To be sure, the Senate filibuster means that Democrats wouldn’t be able to extract any significant legislation with a new Republican speaker. A new version of the Voting Rights Act, final passage of the DREAM Act, or other measures would be unrealistic to include in any proposed deal. That leaves only things that could be achieved through the budget reconciliation process, which bypasses the Senate’s 60-vote threshold.
Two things stand out at the top of that wishlist. One would be to restore the expanded child-tax credit that Congress initially enacted during the COVID-19 pandemic. That expanded measure was credited with lifting millions of American children out of poverty.
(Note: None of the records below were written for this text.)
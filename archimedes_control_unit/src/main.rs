//! # Archimedes
//!
//! Operator CLI for the panel cutter. Loads `machine.toml`, brings up the
//! configured output driver and runs one operation: a full cut job, a jog,
//! an actuator stroke, homing or the demo pattern.
//!
//! Ctrl-C cancels the running operation; the machine is brought home before
//! the process exits.

use archimedes_common::consts::DEFAULT_CONFIG_PATH;
use archimedes_common::prelude::*;
use archimedes_control_unit::cancel::CancellationToken;
use archimedes_control_unit::motion::pulse::{PulseScheduler, SleepScheduler, VirtualScheduler};
use archimedes_control_unit::observer::{
    AutoConfirm, ConfirmationPrompt, LogObserver, PromptHandle, prompt_channel,
};
use archimedes_control_unit::sequencer::{JobOutcome, MotionSequencer, StepOutcome};
use archimedes_control_unit::worker::{CutWorker, JobHandle};
use archimedes_hal::{DriverRegistry, HalCore};
use clap::{Parser, Subcommand};
use parking_lot::Mutex;
use std::io::{self, BufRead, Write};
use std::path::{Path, PathBuf};
use std::process;
use std::sync::Arc;
use std::sync::mpsc::{self, Receiver, RecvTimeoutError};
use std::thread;
use std::time::Duration;
use tracing::{error, info, warn};
use tracing_subscriber::EnvFilter;

/// Interval at which waiting loops re-check cancellation.
const POLL_INTERVAL: Duration = Duration::from_millis(100);

/// Archimedes panel cutter control
#[derive(Parser, Debug)]
#[command(name = "archimedes")]
#[command(version)]
#[command(about = "Panel cutter motion control: cut jobs, jogging and homing")]
struct Args {
    /// Path to machine.toml (default: /etc/archimedes/machine.toml).
    #[arg(long, value_name = "FILE", global = true)]
    config: Option<PathBuf>,

    /// Override the output driver from the config ("simulation", "gpiod").
    #[arg(long, global = true)]
    driver: Option<String>,

    /// Enable verbose logging (DEBUG level).
    #[arg(short, long, global = true)]
    verbose: bool,

    /// Output logs in JSON format.
    #[arg(long, global = true)]
    json: bool,

    /// Account for pulse and dwell timing without sleeping.
    #[arg(long, global = true)]
    fast: bool,

    #[command(subcommand)]
    command: Command,
}

#[derive(Subcommand, Debug)]
enum Command {
    /// Cut a panel of the given size (inches).
    Cut {
        horizontal: f64,
        vertical: f64,
        /// Answer "yes" to every operator prompt.
        #[arg(long)]
        yes: bool,
    },
    /// Move one axis by a direction code (x: r/l, y: d/u, z: i/o).
    Jog {
        axis: AxisId,
        code: String,
        inches: f64,
        #[arg(long)]
        rpm: Option<f64>,
    },
    /// Full actuator stroke ("o" extend, "i" retract).
    Actuator { code: String },
    /// Raise the head and return Y then X by the given distances.
    Home { x: f64, y: f64 },
    /// Trace the demo square.
    Demo {
        #[arg(long, default_value_t = 1)]
        cycles: u32,
        #[arg(long, default_value_t = 6.0)]
        distance: f64,
        #[arg(long)]
        rpm: Option<f64>,
    },
}

/// Token of the operation Ctrl-C should cancel.
type ActiveToken = Arc<Mutex<Option<CancellationToken>>>;

fn main() {
    let args = Args::parse();
    let loaded = resolve_config(&args);

    let level = loaded
        .as_ref()
        .map(|(config, _)| config.shared.log_level)
        .unwrap_or_default();
    setup_tracing(&args, level);

    info!("Archimedes v{} starting...", env!("CARGO_PKG_VERSION"));

    let config = match loaded {
        Ok((config, defaulted)) => {
            if defaulted {
                warn!("{DEFAULT_CONFIG_PATH} not found, using built-in machine defaults");
            }
            config
        }
        Err(e) => {
            error!("FATAL: {e}");
            process::exit(1);
        }
    };

    match run(&args, config) {
        Ok(true) => info!("Archimedes shutdown complete"),
        Ok(false) => {
            error!("Operation failed, see log above");
            process::exit(1);
        }
        Err(e) => {
            error!("FATAL: {e}");
            process::exit(1);
        }
    }
}

/// Load the machine config. A missing default file falls back to the
/// built-in defaults (second element `true`); an explicit path must exist.
fn resolve_config(args: &Args) -> Result<(MachineConfig, bool), ConfigError> {
    let (mut config, defaulted) = match &args.config {
        Some(path) => (load_machine_config(path)?, false),
        None => {
            let path = Path::new(DEFAULT_CONFIG_PATH);
            if path.exists() {
                (load_machine_config(path)?, false)
            } else {
                (MachineConfig::default(), true)
            }
        }
    };
    if let Some(driver) = &args.driver {
        config.hal.driver = driver.clone();
    }
    Ok((config, defaulted))
}

/// Returns `Ok(false)` when the operation ended in a fault.
fn run(args: &Args, config: MachineConfig) -> Result<bool, Box<dyn std::error::Error>> {
    let config = Arc::new(config);
    let registry = DriverRegistry::with_builtin_drivers();
    let hal = HalCore::new(&config, &registry)?;
    info!(
        "HAL ready: driver={}, pins={:?}",
        hal.driver_name(),
        hal.claimed_pins()
    );

    let scheduler: Arc<dyn PulseScheduler> = if args.fast {
        Arc::new(VirtualScheduler::new())
    } else {
        Arc::new(SleepScheduler)
    };
    let sequencer = MotionSequencer::new(Arc::clone(&config), hal.port(), scheduler)?;
    sequencer.power_up()?;
    let worker = CutWorker::new(sequencer);

    let active: ActiveToken = Arc::new(Mutex::new(None));
    let handler_active = Arc::clone(&active);
    ctrlc::set_handler(move || {
        if let Some(token) = handler_active.lock().as_ref() {
            warn!("Received interrupt, cancelling");
            token.request_cancel();
        } else {
            info!("Received interrupt, nothing to cancel");
        }
    })?;

    let result = dispatch(&args.command, &worker, &active);

    // Outputs to rest before the port is released.
    match worker.with_sequencer(|s| s.shutdown()) {
        Ok(Err(e)) => warn!("Sequencer shutdown: {e}"),
        Err(e) => warn!("Sequencer still busy at shutdown: {e}"),
        Ok(Ok(())) => {}
    }
    if let Some(diag) = hal.diagnostics() {
        info!(
            "Port diagnostics: writes={}, faults={}",
            diag.writes, diag.faults
        );
    }
    hal.shutdown()?;
    result
}

fn dispatch(
    command: &Command,
    worker: &CutWorker,
    active: &ActiveToken,
) -> Result<bool, Box<dyn std::error::Error>> {
    match command {
        Command::Cut {
            horizontal,
            vertical,
            yes,
        } => run_cut(worker, active, CutRequest::new(*horizontal, *vertical), *yes),
        Command::Jog {
            axis,
            code,
            inches,
            rpm,
        } => {
            let token = arm(active);
            let report =
                worker.with_sequencer(|s| s.jog(*axis, code, *inches, *rpm, &token))??;
            info!(
                "Jog {axis}: {} of {} steps{}",
                report.steps_executed,
                report.total_steps,
                if report.cancelled { " (cancelled)" } else { "" }
            );
            Ok(true)
        }
        Command::Actuator { code } => {
            let token = arm(active);
            let report = worker.with_sequencer(|s| s.test_actuator(code, &token))??;
            info!(
                "Actuator {}: {:.1}s energized{}",
                report.direction,
                report.energized_seconds,
                if report.cancelled { " (cancelled)" } else { "" }
            );
            Ok(true)
        }
        Command::Home { x, y } => {
            let token = arm(active);
            let outcome =
                worker.with_sequencer(|s| s.home(*x, *y, &token, &mut LogObserver))??;
            if outcome == StepOutcome::Cancelled {
                warn!("Homing cancelled, position is no longer known");
            }
            Ok(true)
        }
        Command::Demo {
            cycles,
            distance,
            rpm,
        } => {
            let token = arm(active);
            let done = worker
                .with_sequencer(|s| s.demo(*cycles, *distance, *rpm, &token, &mut LogObserver))??;
            info!("Demo finished {done} of {cycles} cycles");
            Ok(true)
        }
    }
}

/// Fresh token wired to Ctrl-C.
fn arm(active: &ActiveToken) -> CancellationToken {
    let token = CancellationToken::new();
    *active.lock() = Some(token.clone());
    token
}

fn run_cut(
    worker: &CutWorker,
    active: &ActiveToken,
    request: CutRequest,
    yes: bool,
) -> Result<bool, Box<dyn std::error::Error>> {
    let (prompt, operator): (Box<dyn ConfirmationPrompt>, Option<PromptHandle>) = if yes {
        (Box::new(AutoConfirm), None)
    } else {
        let (prompt, handle) = prompt_channel(POLL_INTERVAL);
        (Box::new(prompt), Some(handle))
    };

    let job = worker.submit(request, Box::new(LogObserver), prompt)?;
    *active.lock() = Some(job.token());

    if let Some(operator) = operator {
        serve_operator(&job, &operator, &spawn_stdin_reader());
    }

    let outcome = job.wait()?;
    *active.lock() = None;
    match outcome {
        JobOutcome::Completed => Ok(true),
        JobOutcome::Cancelled { recovery, homed } => {
            info!("Cut cancelled ({recovery}), homed={homed}");
            Ok(true)
        }
        JobOutcome::Faulted { error, recovery } => {
            error!("Cut faulted ({recovery}): {error}");
            Ok(false)
        }
    }
}

/// Relay prompts to the terminal until the job thread exits.
fn serve_operator(job: &JobHandle, operator: &PromptHandle, lines: &Receiver<String>) {
    let token = job.token();
    while !job.is_finished() {
        let Some(prompt) = operator.next_prompt(POLL_INTERVAL) else {
            continue;
        };
        print!("{prompt} [y/N] ");
        let _ = io::stdout().flush();
        operator.answer(read_answer(lines, &token));
    }
}

/// Wait for a y/n line. EOF and cancellation count as "no".
fn read_answer(lines: &Receiver<String>, token: &CancellationToken) -> bool {
    loop {
        match lines.recv_timeout(POLL_INTERVAL) {
            Ok(line) => {
                return matches!(line.trim().to_ascii_lowercase().as_str(), "y" | "yes");
            }
            Err(RecvTimeoutError::Timeout) if !token.is_cancelled() => {}
            Err(_) => return false,
        }
    }
}

/// Stdin lines on a channel, so a blocked read never holds up cancellation.
fn spawn_stdin_reader() -> Receiver<String> {
    let (tx, rx) = mpsc::channel();
    thread::spawn(move || {
        for line in io::stdin().lock().lines() {
            let Ok(line) = line else { break };
            if tx.send(line).is_err() {
                break;
            }
        }
    });
    rx
}

/// Setup tracing subscriber based on CLI arguments and the configured level.
fn setup_tracing(args: &Args, level: LogLevel) {
    let directive = if args.verbose {
        LogLevel::Debug.as_directive()
    } else {
        level.as_directive()
    };

    let mut filter = EnvFilter::from_default_env();
    if let Ok(directive) = directive.parse() {
        filter = filter.add_directive(directive);
    }

    if args.json {
        tracing_subscriber::fmt()
            .with_env_filter(filter)
            .json()
            .init();
    } else {
        tracing_subscriber::fmt()
            .with_env_filter(filter)
            .compact()
            .init();
    }
}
Conversely, as my colleague Grace Segers explained last month, the Census Bureau found that its expiration at the end of 2021 led child poverty to more than double across the country in 2022.
House and Senate Democrats originally planned to extend it as part of the Build Back Better Act, the legislation that largely laid out Biden’s domestic agenda while Democrats controlled the House, Senate, and White House before last year’s midterm elections. But West Virginia Senator Joe Manchin forced it out of the bill, claiming publicly (and potentially incorrectly) that it would increase inflation, and privately that the people who received the tax credit were spending it on drugs. With the additional Senate seat that Democrats gained in the midterms, Manchin’s vote would no longer be necessary to pass it.